Впервые подробные исследования с применением этого метода были выполнены на яйцеклетке дрозофилы. Установлено, что у зародышей дрозофилы белки, кодированные ранее включенными генами, являются активаторами для последующих групп генов. Так, места экспрессии генов группы gap определяются концентрацией белка bicoid, а места экспрессии генов группы pair-rule — соотношением коцентраций белков, кодированных генами группы gap. При этом используется многомодульная регуляция структурных генов.

Надо, однако, заметить, что такой «прямолинейный» путь активации последующих генов белками, кодированными на ранее работавших генах, является скорее исключением, чем правилом: в яйцеклетке дрозофилы он может действовать благодаря ее синцитиальному строению, допускающему свободную диффузию продуктов. При обычных типах дробления, когда бластомеры с самого начала разгораживаются клеточными мембранами, активация генов осуществляется через посредство трансмембранной сигнализации. Интересно, что даже в яйцеклетке дрозофилы «концентрационный» путь регуляции полос экспрессии, по-видимому, не является единственным. Недавно было обнаружено, что градиент концентрации белка bicoid даже в нормальном развитии (и тем более — в экспериментально измененных условиях) может быть весьма изменчивым, а локализация полос генов группы gap тем не менее весьма точной. Таким образом, должны существовать дополнительные к концентрационным градиентам факторы регуляции, которые пока неизвестны.

В целом участие уровня транскрипции в регуляции клеточной дифференцировки не вызывает сомнений. По-видимому, это один из основных уровней регуляции. Надо только иметь в виду, что дифференциально экспрессируются, как правило, не отдельные гены, а целые группы (блоки) генов. По представлениям некоторых авторов, активность этих блоков («генных сетей», по Кауффману) является самоподдерживающейся.

Будучи один раз активированными, они затем спонтанно поддерживают свою активность на определенном уровне. Этим может быть объяснена высокая устойчивость дифференцированного состояния многих типов клеток.

3. Регуляция в процессе сплайсинга и транспорта мРНК в цитоплазму. Данный уровень регуляции ранее обозначался как посттранскрипционный, поскольку считалось, что он включается лишь после окончания транскрипции. По современным данным, однако, рассматриваемые здесь процессы протекают еще во время самой транскрипции (ко-транскрипционно). Остановимся на двух из них.
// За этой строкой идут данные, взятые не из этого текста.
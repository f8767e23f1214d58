//! Envelope codec for bridge messages.

use serde::{Deserialize, Serialize};
use serde_json::Value;

/// Envelope kind carried in the `type` field.
#[derive(Debug, Clone, Copy, PartialEq, Eq, Serialize, Deserialize)]
#[serde(rename_all = "lowercase")]
pub enum MessageType {
    Request,
    Response,
    Event,
}

impl MessageType {
    fn parse(raw: &str) -> Option<Self> {
        match raw {
            "request" => Some(Self::Request),
            "response" => Some(Self::Response),
            "event" => Some(Self::Event),
            _ => None,
        }
    }
}

/// A malformed envelope. Always dropped without a reply.
#[derive(Debug, Clone, PartialEq, Eq, thiserror::Error)]
pub enum DecodeError {
    #[error("invalid json: {0}")]
    InvalidJson(String),

    #[error("envelope is not an object")]
    NotAnObject,

    #[error("missing or non-string field: {0}")]
    MissingField(&'static str),

    #[error("unknown message type: {0}")]
    UnknownType(String),
}

/// One bridge envelope.
///
/// `id` is present on requests and responses; `success` and `error` only
/// on responses. `payload` is opaque to the codec.
#[derive(Debug, Clone, PartialEq, Serialize)]
pub struct BridgeMessage {
    #[serde(rename = "type")]
    pub kind: MessageType,
    #[serde(skip_serializing_if = "Option::is_none")]
    pub id: Option<String>,
    #[serde(skip_serializing_if = "Option::is_none")]
    pub name: Option<String>,
    #[serde(skip_serializing_if = "Option::is_none")]
    pub success: Option<bool>,
    #[serde(skip_serializing_if = "Option::is_none")]
    pub payload: Option<Value>,
    #[serde(skip_serializing_if = "Option::is_none")]
    pub error: Option<String>,
}

impl BridgeMessage {
    /// Decode a raw envelope.
    ///
    /// Requests must carry string `id` and `name`; responses a string `id`
    /// and boolean `success`; events a string `name`.
    pub fn decode(raw: &str) -> Result<Self, DecodeError> {
        let value: Value =
            serde_json::from_str(raw).map_err(|e| DecodeError::InvalidJson(e.to_string()))?;
        Self::from_value(value)
    }

    pub fn from_value(value: Value) -> Result<Self, DecodeError> {
        let Value::Object(mut obj) = value else {
            return Err(DecodeError::NotAnObject);
        };

        let kind_raw = obj
            .get("type")
            .and_then(Value::as_str)
            .ok_or(DecodeError::MissingField("type"))?;
        let kind = MessageType::parse(kind_raw)
            .ok_or_else(|| DecodeError::UnknownType(kind_raw.to_string()))?;

        let id = string_field(&obj, "id");
        let name = string_field(&obj, "name");
        let payload = obj.remove("payload").filter(|p| !p.is_null());

        match kind {
            MessageType::Request => Ok(Self {
                kind,
                id: Some(id.ok_or(DecodeError::MissingField("id"))?),
                name: Some(name.ok_or(DecodeError::MissingField("name"))?),
                success: None,
                payload,
                error: None,
            }),
            MessageType::Response => {
                let success = obj
                    .get("success")
                    .and_then(Value::as_bool)
                    .ok_or(DecodeError::MissingField("success"))?;
                Ok(Self {
                    kind,
                    id: Some(id.ok_or(DecodeError::MissingField("id"))?),
                    name: None,
                    success: Some(success),
                    payload,
                    error: string_field(&obj, "error"),
                })
            }
            MessageType::Event => Ok(Self {
                kind,
                id: None,
                name: Some(name.ok_or(DecodeError::MissingField("name"))?),
                success: None,
                payload,
                error: None,
            }),
        }
    }

    /// Successful response. `payload` is omitted when `None`.
    pub fn response_ok(id: impl Into<String>, payload: Option<Value>) -> Self {
        Self {
            kind: MessageType::Response,
            id: Some(id.into()),
            name: None,
            success: Some(true),
            payload,
            error: None,
        }
    }

    /// Failed response carrying an error message and no payload.
    pub fn response_err(id: impl Into<String>, error: impl Into<String>) -> Self {
        let error = error.into();
        Self {
            kind: MessageType::Response,
            id: Some(id.into()),
            name: None,
            success: Some(false),
            payload: None,
            error: (!error.is_empty()).then_some(error),
        }
    }

    /// Host-initiated event. Events always carry a payload object.
    pub fn event(name: impl Into<String>, payload: Value) -> Self {
        Self {
            kind: MessageType::Event,
            id: None,
            name: Some(name.into()),
            success: None,
            payload: Some(payload),
            error: None,
        }
    }

    pub fn is_request(&self) -> bool {
        self.kind == MessageType::Request
    }

    /// Serialize to the wire form.
    pub fn to_json(&self) -> String {
        serde_json::to_string(self).unwrap_or_else(|_| {
            // Only reachable with a non-string map key inside `payload`.
            match &self.id {
                Some(id) => serde_json::json!({
                    "type": "response",
                    "id": id,
                    "success": false,
                    "error": "native host response encoding failed",
                })
                .to_string(),
                None => "{}".to_string(),
            }
        })
    }
}

fn string_field(obj: &serde_json::Map<String, Value>, key: &str) -> Option<String> {
    obj.get(key).and_then(Value::as_str).map(str::to_string)
}

// =============================================================================
// TESTS
// =============================================================================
— Альтернативный сплайсинг. Как известно, только что транскрибированная молекула мРНК (пре-мРНК) состоит из экзонов и некодирующих «вставок» - интронов. Еще в процессе транскрипции интроны удаляются из новосинтезированной мРНК. Оставшиеся экзоны могут сливаться в различных комбинациях, в результате чего из одной молекулы пре-мРНК может образоваться несколько типов более коротких молекул мРНК, кодирующих различные белки.

Регуляция на уровне альтернативного сплайсинга была показана, например, для первичного транскрипта гена альфа-тропомиозина мыши. Путем различных сшивок он может продуцировать мРНК для гладких скелетных мышц, а также фибробластов и клеток мозга, то есть участвовать в дифференцировке совершенно различных типов клеток. Особенно широко представлен альтернативный сплайсинг у насекомых. В одном (правда, исключительном) случае ген дрозофилы, называемый DSCAM, может кодировать путем сплайсинга 38 ООО различных белков! Альтернативный сплайсинг контролируется макромолекулярным комплексом (так называемой сплайсосомой), состоящей из белков и малых молекул РНК. Некоторые авторы склонны считать данный уровень регуляции едва ли не самым важным.
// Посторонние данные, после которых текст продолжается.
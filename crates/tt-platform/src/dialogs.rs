//! Native file and folder pickers.
//!
//! A dismissed dialog is `None`, never an error.

use std::path::{Path, PathBuf};

/// Ask the user for a `.torrent` file.
pub fn pick_torrent_file() -> Option<PathBuf> {
    rfd::FileDialog::new()
        .set_title("Open torrent")
        .add_filter("Torrent Files (*.torrent)", &["torrent"])
        .add_filter("All Files (*.*)", &["*"])
        .pick_file()
}

/// Ask the user for a folder, starting at `initial` when it exists.
pub fn pick_folder(initial: Option<&Path>) -> Option<PathBuf> {
    let mut dialog = rfd::FileDialog::new().set_title("Choose folder");
    if let Some(start) = initial.filter(|p| p.is_dir()) {
        dialog = dialog.set_directory(start);
    }
    dialog.pick_folder()
}
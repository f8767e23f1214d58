use std::path::Path;

use serde_json::Value;

use super::{path_field, path_field_error};
use crate::dispatch::{HostServices, RequestResult};

const PREFIX: &str = "native host open-path";

/// `open-path`: hand a file or folder to the OS shell.
pub fn handle_open_path<S: HostServices + ?Sized>(
    services: &mut S,
    payload: Option<&Value>,
) -> RequestResult {
    let path = path_field(payload).map_err(|e| path_field_error(PREFIX, e))?;

    services.open_path(Path::new(&path)).map_err(|e| {
        tracing::warn!(path = %path, error = %e, "open-path failed");
        format!("{PREFIX} failed")
    })?;

    Ok(None)
}

#[cfg(test)]
mod tests {
    use super::*;
    use crate::dispatch::tests::FakeHost;
    use serde_json::json;
    use std::path::PathBuf;

    #[test]
    fn opens_trimmed_path() {
        let mut host = FakeHost::alive();
        let payload = json!({"path": " /srv/torrents/done "});
        assert_eq!(handle_open_path(&mut host, Some(&payload)), Ok(None));
        assert_eq!(host.opened, vec![PathBuf::from("/srv/torrents/done")]);
    }

    #[test]
    fn shell_failure() {
        let mut host = FakeHost {
            open_fails: true,
            ..FakeHost::alive()
        };
        let payload = json!({"path": "/nowhere"});
        assert_eq!(
            handle_open_path(&mut host, Some(&payload)),
            Err("native host open-path failed".into())
        );
    }

    #[test]
    fn payload_errors() {
        let mut host = FakeHost::alive();
        assert_eq!(
            handle_open_path(&mut host, None),
            Err("native host open-path request missing payload".into())
        );
        assert_eq!(
            handle_open_path(&mut host, Some(&json!({"file": "x"}))),
            Err("native host open-path request missing path".into())
        );
        assert_eq!(
            handle_open_path(&mut host, Some(&json!({"path": ""}))),
            Err("native host open-path request empty path".into())
        );
        assert!(host.opened.is_empty());
    }
}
— Регуляция транспорта мРНК из ядра. Например, у млекопитающих лишь около 5% синтезированной РНК покидает ядро и идет в трансляцию.
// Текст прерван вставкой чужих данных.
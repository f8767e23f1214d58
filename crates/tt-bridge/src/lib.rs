//! Bridge protocol between the embedded content and the native host.
//!
//! Messages are JSON envelopes carried over the content engine's message
//! channel:
//! - **content -> host**: `request` envelopes, each answered by exactly one
//!   `response` with the same `id`.
//! - **host -> content**: `response` envelopes and unsolicited `event`s
//!   (the host never sends requests).

pub mod dispatch;
pub mod handlers;
pub mod message;
pub mod script;

pub use dispatch::{
    dispatch, handle_raw, handler_running, is_known_request, HostServices, PlacementError, RequestResult,
    WindowCommand, KNOWN_REQUESTS,
};
pub use message::{BridgeMessage, DecodeError, MessageType};
pub use script::{auth_token_event, deliver_script, native_info_script, BRIDGE_INIT_SCRIPT};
4. Уровень трансляции. Даже при одинаковом наборе готовых к трансляции мРНК клетки могут различаться между собой по времени начала (инициации) и по темпу трансляции: иногда трансляция может быть вообще на длительный период времени заблокирована, о чем мы уже знаем на примере зрелой неоплодотворенной яйцеклетки. В этих случаях говорят о регуляции на уровне трансляции.

Устранение блока трансляции после активации яйцеклетки достигается добавлением большого количества адениловых групп на 3-конце молекул мРНК. В дальнейшем по ходу дробления материнская мРНК вступает в трансляцию также не сразу повсеместно, а по определенной пространственно-временной программе. Это характерно, например, для яйцеклеток моллюсков. Фактор, регулирующий скорость трансляции, связан у них с полярной лопастью.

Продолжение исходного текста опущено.